### Exercise data

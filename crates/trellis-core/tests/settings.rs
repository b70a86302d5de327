use std::fs;
use std::time::Duration;

use trellis_core::conflict::ConflictStrategy;
use trellis_core::dependency::Transitivity;
use trellis_core::settings::{ResolutionParameters, Settings};

#[test]
fn defaults() {
    let params = ResolutionParameters::default();
    assert_eq!(params.conflict_strategy, ConflictStrategy::TakeHighest);
    assert_eq!(params.default_transitivity, Transitivity::Runtime);
    assert!(!params.fail_on_error);
    assert_eq!(params.fetch_timeout(), Duration::from_secs(30));
    assert!(params.timeout().is_none());
    assert_eq!(params.max_concurrent_fetches, 8);
}

#[test]
fn empty_toml_yields_defaults() {
    let settings = Settings::parse("").unwrap();
    assert_eq!(settings.resolution, ResolutionParameters::default());
    assert!(settings.repositories.is_empty());
}

#[test]
fn parse_from_toml() {
    let toml = r#"
[resolution]
conflict-strategy = "fail"
default-transitivity = "compile"
fail-on-error = true
timeout-ms = 5000
max-concurrent-fetches = 2

[repositories]
local = "./repo"
"#;
    let settings = Settings::parse(toml).unwrap();
    assert_eq!(settings.resolution.conflict_strategy, ConflictStrategy::Fail);
    assert_eq!(settings.resolution.default_transitivity, Transitivity::Compile);
    assert!(settings.resolution.fail_on_error);
    assert_eq!(settings.resolution.timeout(), Some(Duration::from_secs(5)));
    assert_eq!(settings.resolution.max_concurrent_fetches, 2);
    assert_eq!(settings.repositories.get("local").map(String::as_str), Some("./repo"));
}

#[test]
fn load_missing_file_returns_defaults() {
    let dir = tempfile::tempdir().unwrap();
    let settings = Settings::load(dir.path()).unwrap();
    assert_eq!(settings.resolution, ResolutionParameters::default());
}

#[test]
fn invalid_toml_is_a_config_error() {
    let dir = tempfile::tempdir().unwrap();
    fs::write(dir.path().join("trellis.toml"), "[resolution]\nconflict-strategy = 3\n").unwrap();
    let err = Settings::load(dir.path()).unwrap_err();
    assert!(err.to_string().starts_with("Configuration error"));
}
// log-follow - ui/panels/footer.rs
//
// Bottom bar: key bindings, current layout mode, status message, and a
// warning badge listing recent non-fatal problems on hover.

use crate::app::state::AppState;
use crate::core::layout::LayoutMode;
use crate::ui::theme;

/// Number of most recent warnings listed in the badge tooltip.
const WARNING_TOOLTIP_LINES: usize = 10;

/// Text describing the current layout mode.
pub fn mode_label(state: &AppState) -> String {
    match state.layout.mode() {
        LayoutMode::Split => format!("Split ({} panels)", state.source_count()),
        LayoutMode::Focused(i) => {
            let title = state
                .sources
                .get(i)
                .map(|s| s.source.title.as_str())
                .unwrap_or("?");
            format!("Focused: {title}")
        }
    }
}

/// Key binding hints, adjusted to the number of sources.
pub fn key_hints(source_count: usize) -> String {
    match source_count.min(crate::util::constants::MAX_FOCUS_DIGIT as usize) {
        0 => "q Quit".to_string(),
        1 => "q Quit   0 Split   1 Focus".to_string(),
        n => format!("q Quit   0 Split   1-{n} Focus"),
    }
}

/// Render the footer bar.
pub fn render(ui: &mut egui::Ui, state: &AppState) {
    let muted = theme::muted_colour(state.dark_mode);
    ui.horizontal(|ui| {
        ui.label(egui::RichText::new(key_hints(state.source_count())).monospace().color(muted));
        ui.separator();
        ui.label(mode_label(state));
        ui.separator();
        ui.label(&state.status_message);

        ui.with_layout(egui::Layout::right_to_left(egui::Align::Center), |ui| {
            if !state.warnings.is_empty() {
                let recent: Vec<&str> = state
                    .warnings
                    .iter()
                    .rev()
                    .take(WARNING_TOOLTIP_LINES)
                    .map(String::as_str)
                    .collect();
                ui.label(
                    egui::RichText::new(format!("\u{26a0} {}", state.warnings.len()))
                        .color(theme::WARNING_BADGE),
                )
                .on_hover_text(recent.join("\n"));
            }
            let total: u64 = state.sources.iter().map(|s| s.lines_received).sum();
            ui.label(egui::RichText::new(format!("{total} lines")).color(muted));
        });
    });
}
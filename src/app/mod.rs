// log-follow - app/mod.rs
//
// Application layer: file I/O, worker threads, render-thread state.
// Dependencies: core layer.
// Must NOT depend on: ui, platform specifics.

pub mod cursor;
pub mod state;
pub mod tail;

### Task
Set apart and copy each line of the records that holds the word "iter".

### Solution to the problem
                    .iter()
            let total: u64 = state.sources.iter().map(|s| s.lines_received).sum();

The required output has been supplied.